Actuellement, cette variable ethnico-raciale est présente dans différents SUS SIS, tels que la mortalité (SIM), les naissances vivantes (SINASC), les maladies à déclaration obligatoire (SINAN), les informations hospitalières (SIH), les informations ambulatoires (SIA), les femmes enceintes (SISPRENATAL) et dans les enquêtes épidémiologiques de population telles que, entre autres, l'Enquête Nationale de Santé (PNS), l'Etude Longitudinal de Santé Adulte (ELSA), la Santé, Bien-être et Vieillissement (SABE), le Système de Surveillance des Facteurs de Risque et de Protection des Maladies Chroniques par enquête téléphonique (VIGITEL), l'enquête nationale par sondage auprès des ménages (PNAD) et Santé bucco-dentaire Brésil (SB Brasil). Il y a, à l'heure actuelle, une large reconnaissance de l'importance de cette variable, souvent identifiée comme « race/couleur », car elle est essentielle pour la production de données et d'informations qui soutiennent l'élaboration, la planification, la mise en œuvre et l'évaluation des politiques publiques.

En 2015, la municipalité de São Paulo, par la loi n° 16.129 12 du 3/2015/1, a élargi (art.8) l'obligation d'inclure l'élément race/couleur à « toutes les informations, évaluations, suivis, collectes de données, recensements et des programmes visant à identifier le profil des personnes, ainsi qu'à cartographier et à enregistrer ce profil en vue d'orienter les politiques publiques visant à répondre aux besoins de ce segment social ». Le 59.406 mai, le décret n° 16.129 2015 a réglementé la loi n° XNUMX XNUMX/XNUMX.

Avec des données collectées en routine, les présupposés sur ce sujet dans les services de santé ont peu à peu cédé la place, depuis le début des années 1990, à des analyses cohérentes qui ont révélé ce que son inexistence cachait : le racisme est indéniable et, systématiquement pratiqué, assume de multiples expressions dans la vie de tous les jours. vie.
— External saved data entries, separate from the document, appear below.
//! Run a TOML corpus of `input → expected` cases through the engine.

use std::collections::BTreeMap;
use std::fs;

use serde::{Deserialize, Serialize};

use tamil_core::convert::convert_text;
use tamil_core::mapping::MappingTable;

#[derive(Debug, Deserialize)]
pub struct AccuracyCorpus {
    pub cases: Vec<AccuracyCase>,
}

#[derive(Debug, Deserialize)]
pub struct AccuracyCase {
    pub input: String,
    pub expected: String,
    pub category: String,
    #[serde(default)]
    pub skip: bool,
    #[serde(default)]
    pub note: Option<String>,
}

#[derive(Debug, Serialize)]
pub struct AccuracyResult {
    pub input: String,
    pub expected: String,
    pub actual: String,
    pub status: AccuracyStatus,
    pub category: String,
    #[serde(skip_serializing_if = "Option::is_none")]
    pub note: Option<String>,
}

#[derive(Debug, Clone, Copy, PartialEq, Eq, Serialize)]
#[serde(rename_all = "lowercase")]
pub enum AccuracyStatus {
    Pass,
    Fail,
    Skip,
}

#[derive(Debug, Serialize)]
pub struct AccuracySummary {
    pub total: usize,
    pub pass: usize,
    pub fail: usize,
    pub skip: usize,
    pub pass_rate: String,
}

#[derive(Debug, Serialize)]
pub struct AccuracyReport {
    pub results: Vec<AccuracyResult>,
    pub summary: AccuracySummary,
}

pub fn parse_corpus(content: &str) -> Result<AccuracyCorpus, toml::de::Error> {
    toml::from_str(content)
}

/// Convert every case (skipped ones excluded) and tally the outcome.
pub fn run_corpus(table: &MappingTable, cases: &[&AccuracyCase]) -> AccuracyReport {
    let results: Vec<AccuracyResult> = cases
        .iter()
        .map(|case| {
            let (actual, status) = if case.skip {
                (String::new(), AccuracyStatus::Skip)
            } else {
                let actual = convert_text(table, &case.input, true).text;
                let status = if actual == case.expected {
                    AccuracyStatus::Pass
                } else {
                    AccuracyStatus::Fail
                };
                (actual, status)
            };
            AccuracyResult {
                input: case.input.clone(),
                expected: case.expected.clone(),
                actual,
                status,
                category: case.category.clone(),
                note: case.note.clone(),
            }
        })
        .collect();

    let count = |s: AccuracyStatus| results.iter().filter(|r| r.status == s).count();
    let (pass, fail, skip) = (
        count(AccuracyStatus::Pass),
        count(AccuracyStatus::Fail),
        count(AccuracyStatus::Skip),
    );
    let tested = results.len() - skip;
    let rate = if tested > 0 {
        pass as f64 / tested as f64 * 100.0
    } else {
        0.0
    };
    let summary = AccuracySummary {
        total: results.len(),
        pass,
        fail,
        skip,
        pass_rate: format!("{:.1}%", rate),
    };
    AccuracyReport { results, summary }
}

pub fn accuracy_cmd(
    table: &MappingTable,
    corpus_file: &str,
    category: Option<&str>,
    verbose: bool,
    json: bool,
) {
    let content = die!(
        fs::read_to_string(corpus_file),
        "Failed to read corpus file {corpus_file}: {}"
    );
    let corpus = die!(parse_corpus(&content), "Failed to parse corpus TOML: {}");

    let cases: Vec<&AccuracyCase> = corpus
        .cases
        .iter()
        .filter(|c| category.map_or(true, |cat| c.category == cat))
        .collect();
    if cases.is_empty() {
        eprintln!("No cases match the given filters");
        std::process::exit(1);
    }

    let report = run_corpus(table, &cases);

    if json {
        println!(
            "{}",
            die!(
                serde_json::to_string_pretty(&report),
                "JSON serialization failed: {}"
            )
        );
    } else {
        print!("{}", format_report(&report, verbose));
    }

    if report.summary.fail > 0 {
        std::process::exit(1);
    }
}

/// Text report grouped by category. Passing cases only appear with `verbose`.
pub fn format_report(report: &AccuracyReport, verbose: bool) -> String {
    let mut grouped: BTreeMap<&str, Vec<&AccuracyResult>> = BTreeMap::new();
    for r in &report.results {
        grouped.entry(&r.category).or_default().push(r);
    }

    let mut out = String::new();
    for (cat, group) in &grouped {
        out.push_str(&format!("\n=== {} ({} cases) ===\n", cat, group.len()));
        for r in group {
            match r.status {
                AccuracyStatus::Pass if verbose => {
                    out.push_str(&format!("  \u{2713} {} \u{2192} {}\n", r.input, r.expected));
                }
                AccuracyStatus::Pass => {}
                AccuracyStatus::Fail => {
                    out.push_str(&format!(
                        "  \u{2717} {} \u{2192} {} (got: {})\n",
                        r.input, r.expected, r.actual
                    ));
                }
                AccuracyStatus::Skip => {
                    let reason = r.note.as_deref().unwrap_or("known failure");
                    out.push_str(&format!("  - {} [skip: {}]\n", r.input, reason));
                }
            }
        }
    }

    let s = &report.summary;
    out.push_str("\n=== Summary ===\n");
    out.push_str(&format!("  Total:     {}\n", s.total));
    out.push_str(&format!("  Pass:      {:>3}\n", s.pass));
    out.push_str(&format!("  Fail:      {:>3}\n", s.fail));
    out.push_str(&format!("  Skip:      {:>3}\n", s.skip));
    out.push_str(&format!(
        "  Pass rate: {} ({}/{})\n",
        s.pass_rate,
        s.pass,
        s.total - s.skip
    ));
    out
}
Institutionnel, professionnel, structurel.

C'est ainsi que, entre autres actions, notamment dans les domaines de la culture et de l'éducation, le gouvernement de Luiza Erundina à São Paulo a apporté une grande contribution dans le domaine de la santé à la lutte contre le racisme en tant que blessure qui nous ronge tous, nationalement. Au lendemain de la déclaration d'Hamilton Mourão, le président Jair Bolsonaro l'a soutenu, niant l'existence du racisme. Ce déni est pourtant l'une des caractéristiques de l'expression du racisme au Brésil. La reconnaissance contribue à faire face au problème. Son déni, au contraire, le perpétue, cherchant à le cacher.
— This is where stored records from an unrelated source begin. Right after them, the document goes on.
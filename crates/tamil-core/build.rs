fn main() {
    // Validate embedded TOML files at compile time.
    validate_toml(
        "src/default_settings.toml",
        include_str!("src/default_settings.toml"),
    );
    validate_toml(
        "src/mapping/default_tamil.toml",
        include_str!("src/mapping/default_tamil.toml"),
    );
}

fn validate_toml(path: &str, content: &str) {
    if content.parse::<toml::Value>().is_err() {
        panic!("{path} contains invalid TOML");
    }
}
Il n'est pas exagéré de dire qu'en reconnaissant le racisme, le SUS est né antiraciste, malgré ses propres difficultés institutionnelles à faire face à ce problème. Les premières décisions à ce sujet, prises en réponse aux revendications sociales de São Paulo à l'agonie du siècle dernier, se sont révélées opportunes et d'une importance stratégique, comme on peut le voir aujourd'hui. Cette expérience pourrait certainement inspirer nos écoles militaires. Le Brésil gagnerait.

*Paulo Capel Narvai est professeur principal de santé publique à l'USP.